Learn about all of the available University of Miami Scholarship opportunities here.
The best place to start is on some of the following websites:
FastWeb and NextStudent.com (both are excellent free search engines that are updated daily), GoodCall, BestColleges.com, Cappex.com, CollegeAnswer.com, Scholarships.com, Scholarship Experts, CollegeScholarship.org, and ScholarshipGuidance.com. There are many options for free scholarship search engines as well as campus resources. Be cautious of scams and don’t pay for services that say they will find them for you or offer a money-back guarantee. Never provide personal information such as bank account numbers and credit card numbers. Finally, check out the app Scholly.com, one of the fastest-growing apps after appearing on Shark Tank. It matches the student to scholarship using specific parameters including gender, state, and race as well as customized data. The app can even spot scams and weed out scholarships that require you to give a social security number (did we mention, never, ever do this).

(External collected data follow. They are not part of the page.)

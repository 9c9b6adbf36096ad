//! Structural rewrites over the typed graph.
//!
//! Every rewrite is anchored at one node and looks at a small neighborhood
//! around it. It either rewrites that neighborhood completely and returns
//! `true`, or returns `false` without touching the graph. The driver sweeps
//! the catalog over program order until a whole sweep changes nothing, so
//! one rewrite can unlock another (e.g. a transpose absorbed into a matmul
//! leaves a trailing permute that later fuses with its consumer).
//!
//! Rewrites only run for the BM1684X and SG2260 families.

mod conv;
mod gather;
mod matmul;
mod permute;
mod reshape;

#[cfg(test)]
mod optimize_tests;

use indexmap::IndexMap;
use qlower_core::{Graph, NodeId, Op, OpKind, Representation, TensorType, ValueId};
use tracing::{debug, info, warn};

use crate::LoweringContext;

/// The order used to swap heads and sequence in attention blocks.
const SWAP_HEADS: [i64; 4] = [0, 2, 1, 3];

#[derive(Debug, Clone, Copy, PartialEq, Eq)]
pub(crate) enum Rewrite {
    MatMulHdimBatch,
    MatMulRemoveReshape,
    UngroupConv,
    MovePermuteAfterAdd,
    MoveReshapeAfterAdd,
    ReshapeReorder,
    PermuteWeightReorder,
    PermuteFuse,
    ReshapeFuse,
    ReshapeIdentity,
    PermuteReshapeFuse,
    IndexCoeff,
    PermuteToReshape,
}

const CATALOG: &[Rewrite] = &[
    Rewrite::MatMulHdimBatch,
    Rewrite::MatMulRemoveReshape,
    Rewrite::UngroupConv,
    Rewrite::MovePermuteAfterAdd,
    Rewrite::MoveReshapeAfterAdd,
    Rewrite::ReshapeReorder,
    Rewrite::PermuteWeightReorder,
    Rewrite::PermuteFuse,
    Rewrite::ReshapeFuse,
    Rewrite::ReshapeIdentity,
    Rewrite::PermuteReshapeFuse,
    Rewrite::IndexCoeff,
    Rewrite::PermuteToReshape,
];

impl Rewrite {
    pub fn name(self) -> &'static str {
        match self {
            Rewrite::MatMulHdimBatch => "matmul-hdim-batch",
            Rewrite::MatMulRemoveReshape => "matmul-remove-reshape",
            Rewrite::UngroupConv => "ungroup-conv",
            Rewrite::MovePermuteAfterAdd => "move-permute-after-add",
            Rewrite::MoveReshapeAfterAdd => "move-reshape-after-add",
            Rewrite::ReshapeReorder => "reshape-reorder",
            Rewrite::PermuteWeightReorder => "permute-weight-reorder",
            Rewrite::PermuteFuse => "permute-fuse",
            Rewrite::ReshapeFuse => "reshape-fuse",
            Rewrite::ReshapeIdentity => "reshape-identity",
            Rewrite::PermuteReshapeFuse => "permute-reshape-fuse",
            Rewrite::IndexCoeff => "index-coeff",
            Rewrite::PermuteToReshape => "permute-to-reshape",
        }
    }

    pub fn apply(self, graph: &mut Graph, node: NodeId, ctx: &LoweringContext) -> bool {
        let kind = graph.kind(node);
        match self {
            Rewrite::MatMulHdimBatch => kind == OpKind::MatMul && matmul::absorb_permutes(graph, node),
            Rewrite::MatMulRemoveReshape => {
                kind == OpKind::MatMul && matmul::remove_unsqueeze_reshapes(graph, node)
            }
            Rewrite::UngroupConv => kind == OpKind::Conv2d && conv::ungroup(graph, node, ctx),
            Rewrite::MovePermuteAfterAdd => kind == OpKind::Add && permute::move_after_add(graph, node),
            Rewrite::MoveReshapeAfterAdd => kind == OpKind::Add && reshape::move_after_add(graph, node),
            Rewrite::ReshapeReorder => kind == OpKind::Reshape && reshape::reorder(graph, node),
            Rewrite::PermuteWeightReorder => {
                kind == OpKind::Permute && permute::reorder_weight(graph, node)
            }
            Rewrite::PermuteFuse => kind == OpKind::Permute && permute::fuse_chain(graph, node),
            Rewrite::ReshapeFuse => kind == OpKind::Reshape && reshape::fuse_repeat(graph, node),
            Rewrite::ReshapeIdentity => kind == OpKind::Reshape && reshape::remove_identity(graph, node),
            Rewrite::PermuteReshapeFuse => {
                kind == OpKind::Permute && permute::fuse_into_reshape(graph, node)
            }
            Rewrite::IndexCoeff => {
                matches!(kind, OpKind::GatherElements | OpKind::ScatterElements)
                    && gather::attach_index_coeff(graph, node)
            }
            Rewrite::PermuteToReshape => kind == OpKind::Permute && permute::to_reshape(graph, node),
        }
    }
}

/// What a rewrite run did.
#[derive(Debug, Clone, Default, PartialEq, Eq)]
pub struct RewriteStats {
    /// Sweeps performed, including the last one that changed nothing.
    pub iterations: usize,
    pub rewrites_applied: usize,
    pub erased_nodes: usize,
    pub by_rule: IndexMap<&'static str, usize>,
}

/// Drives the rewrite catalog to a fixpoint.
pub fn run(graph: &mut Graph, ctx: &LoweringContext) -> RewriteStats {
    let mut stats = RewriteStats::default();
    if !ctx.config.is_bm1684x_or_sg2260() {
        debug!(chip = %ctx.config.chip, "structural rewrites not enabled for chip");
        return stats;
    }

    let erased_before = graph.erased_count();
    let cap = ctx.config.max_rewrite_iterations;
    loop {
        if stats.iterations >= cap {
            warn!(
                iterations = stats.iterations,
                "structural rewrites did not settle, stopping"
            );
            break;
        }
        stats.iterations += 1;
        if sweep(graph, ctx, &mut stats) == 0 {
            break;
        }
    }
    stats.erased_nodes = graph.erased_count() - erased_before;

    let annotated = matmul::annotate_left_reuse(graph);
    info!(
        iterations = stats.iterations,
        applied = stats.rewrites_applied,
        erased = stats.erased_nodes,
        annotated,
        "structural rewrites done"
    );
    stats
}

fn sweep(graph: &mut Graph, ctx: &LoweringContext, stats: &mut RewriteStats) -> usize {
    let snapshot: Vec<NodeId> = graph.order().to_vec();
    let mut applied = 0;
    for id in snapshot {
        if !graph.is_live(id) {
            continue;
        }
        let name = graph.node_name(id).to_owned();
        for &rewrite in CATALOG {
            if !graph.is_live(id) {
                break;
            }
            if !rewrite.apply(graph, id, ctx) {
                continue;
            }
            debug!(rule = rewrite.name(), node = %name, "rewrite applied");
            crate::invariants::ensure_structure(graph, rewrite.name());
            applied += 1;
            stats.rewrites_applied += 1;
            *stats.by_rule.entry(rewrite.name()).or_default() += 1;
        }
    }
    applied
}

/// Producer of `value` when it has the given kind.
fn defined_by(graph: &Graph, value: ValueId, kind: OpKind) -> Option<NodeId> {
    let producer = graph.producer(value);
    (graph.kind(producer) == kind).then_some(producer)
}

fn order_of(graph: &Graph, node: NodeId) -> Option<Vec<i64>> {
    match &graph.node(node).op {
        Op::Permute { order } => Some(order.clone()),
        _ => None,
    }
}

/// The first output of `node` is read exactly once.
fn single_use(graph: &Graph, node: NodeId) -> bool {
    graph
        .outputs(node)
        .first()
        .is_some_and(|&out| graph.has_one_use(out))
}

/// The only consumer of the first output of `node`.
fn sole_user(graph: &Graph, node: NodeId) -> Option<NodeId> {
    let out = *graph.outputs(node).first()?;
    if !graph.has_one_use(out) {
        return None;
    }
    graph.first_user(out)
}

/// Marks a node created by a rewrite as lowered in the mode of `like`.
fn adopt(graph: &mut Graph, id: NodeId, like: NodeId) {
    let mode = graph.node(like).mode;
    let node = graph.node_mut(id);
    node.mode = mode;
    node.lowered = true;
}

/// Splices a shape-only node right after the producer of `value` and moves
/// every other reader of `value` onto it. Returns the new output.
fn splice_after(
    graph: &mut Graph,
    value: ValueId,
    name: &str,
    op: Op,
    ty: TensorType,
) -> ValueId {
    let anchor = graph.producer(value);
    let id = graph.insert_after(anchor, name, op, &[value], vec![ty]);
    adopt(graph, id, anchor);
    let out = graph.output(id, 0);
    graph.replace_all_uses_except(value, out, id);
    out
}

/// Replaces weight operand `operand` of `consumer` with fresh constant data.
/// The old weight is erased once nothing reads it.
fn replace_weight(
    graph: &mut Graph,
    consumer: NodeId,
    operand: usize,
    suffix: &str,
    shape: Vec<i64>,
    data: Vec<f64>,
) {
    let old = graph.input(consumer, operand);
    let old_node = graph.producer(old);
    let name = format!("{}_{suffix}", graph.node_name(old_node));
    let repr = graph.repr(old);
    let fresh = weight_like(graph, consumer, &name, shape, repr, data);
    graph.set_operand(consumer, operand, fresh);
    graph.erase_if_dead(old_node);
}

/// New constant spliced right before `consumer`.
fn weight_like(
    graph: &mut Graph,
    consumer: NodeId,
    name: &str,
    shape: Vec<i64>,
    repr: Representation,
    data: Vec<f64>,
) -> ValueId {
    let id = graph.insert_before(
        consumer,
        name,
        Op::Weight { data },
        &[],
        vec![TensorType::new(shape, repr)],
    );
    graph.output(id, 0)
}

Consider creating a separate email address just for applications. Some scholarship websites sell your email information to third party companies and you will find that your inbox will be flooded with emails. Read their privacy doc to find out if they share your information with third-party companies. This will allow you to keep your personal email address and your .edu email address private.
Some applications require essays and believe it or not, those are the ones most avoided; therefore have the least amount of people applying. Don’t steer away from these; seek help with the essay instead. It is also recommended to apply as early as possible and be sure to have your FAFSA form completed beforehand.
More specialized searches targeted toward specific subjects, financial situations or minorities can be done through websites like CollegeWhale.com (which will walk you through the FAFSA, student loans, and financial aid, as well as match your student to the best scholarships for them), AccreditedSchoolsOnline.org (for minority students), NewsFund.org (journalism scholarships funded by Dow Jones Newspaper Fund), LatinoCollegeDollars.org and Hillel.org.
The college advisor at our high school used to send out a weekly letter with a list of new scholarships listing the name of the program, eligibility, application availability and deadline, and the number and amounts of awards given. Some are more local; others were open to the public. See if your high school offers that. Even a small scholarship that will pay for your student’s textbooks will be appreciated. One of the college advisors at a Broward County High School offers her scholarship “mini” show called the Scholarship Plug on many social media platforms including Instagram, Facebook and You Tube-it is filled with scholarship information.
Here Are the Tell-Tale Signs of a Scholarship Scam:
- Guarantee of a Scholarship – No company or organization can guarantee the receipt of a scholarship, especially before an application is submitted.
- Advanced Fees – There is no reason to pay upfront for a scholarship search since there are a number of free resources online.
- Financial Information – Bank account or credit card information is not required by legitimate scholarship grantors.
- High-Pressure Sales Tactics – No matter how much the promoter claims you can receive, don’t give in to pressure to sign up for any product or service immediately. Ask for written information and then research the company and the product before committing to any contract or payment.
- Dodging the Question – If you receive vague or evasive answers to your questions, this is a big red flag. Walk away.
- We have found Goingmerry.com as a reliable scholarship resource website.
Consider creating a separate email address just to be used for scholarships. Some scholarship websites sell your email information to third party companies. This will allow you to keep your personal email address and your .edu email address private.
We have found some other great scholarship opportunities for students.
If your students are lucky enough to land a scholarship (or a few), it is highly recommended that they write a thank you note to the donor.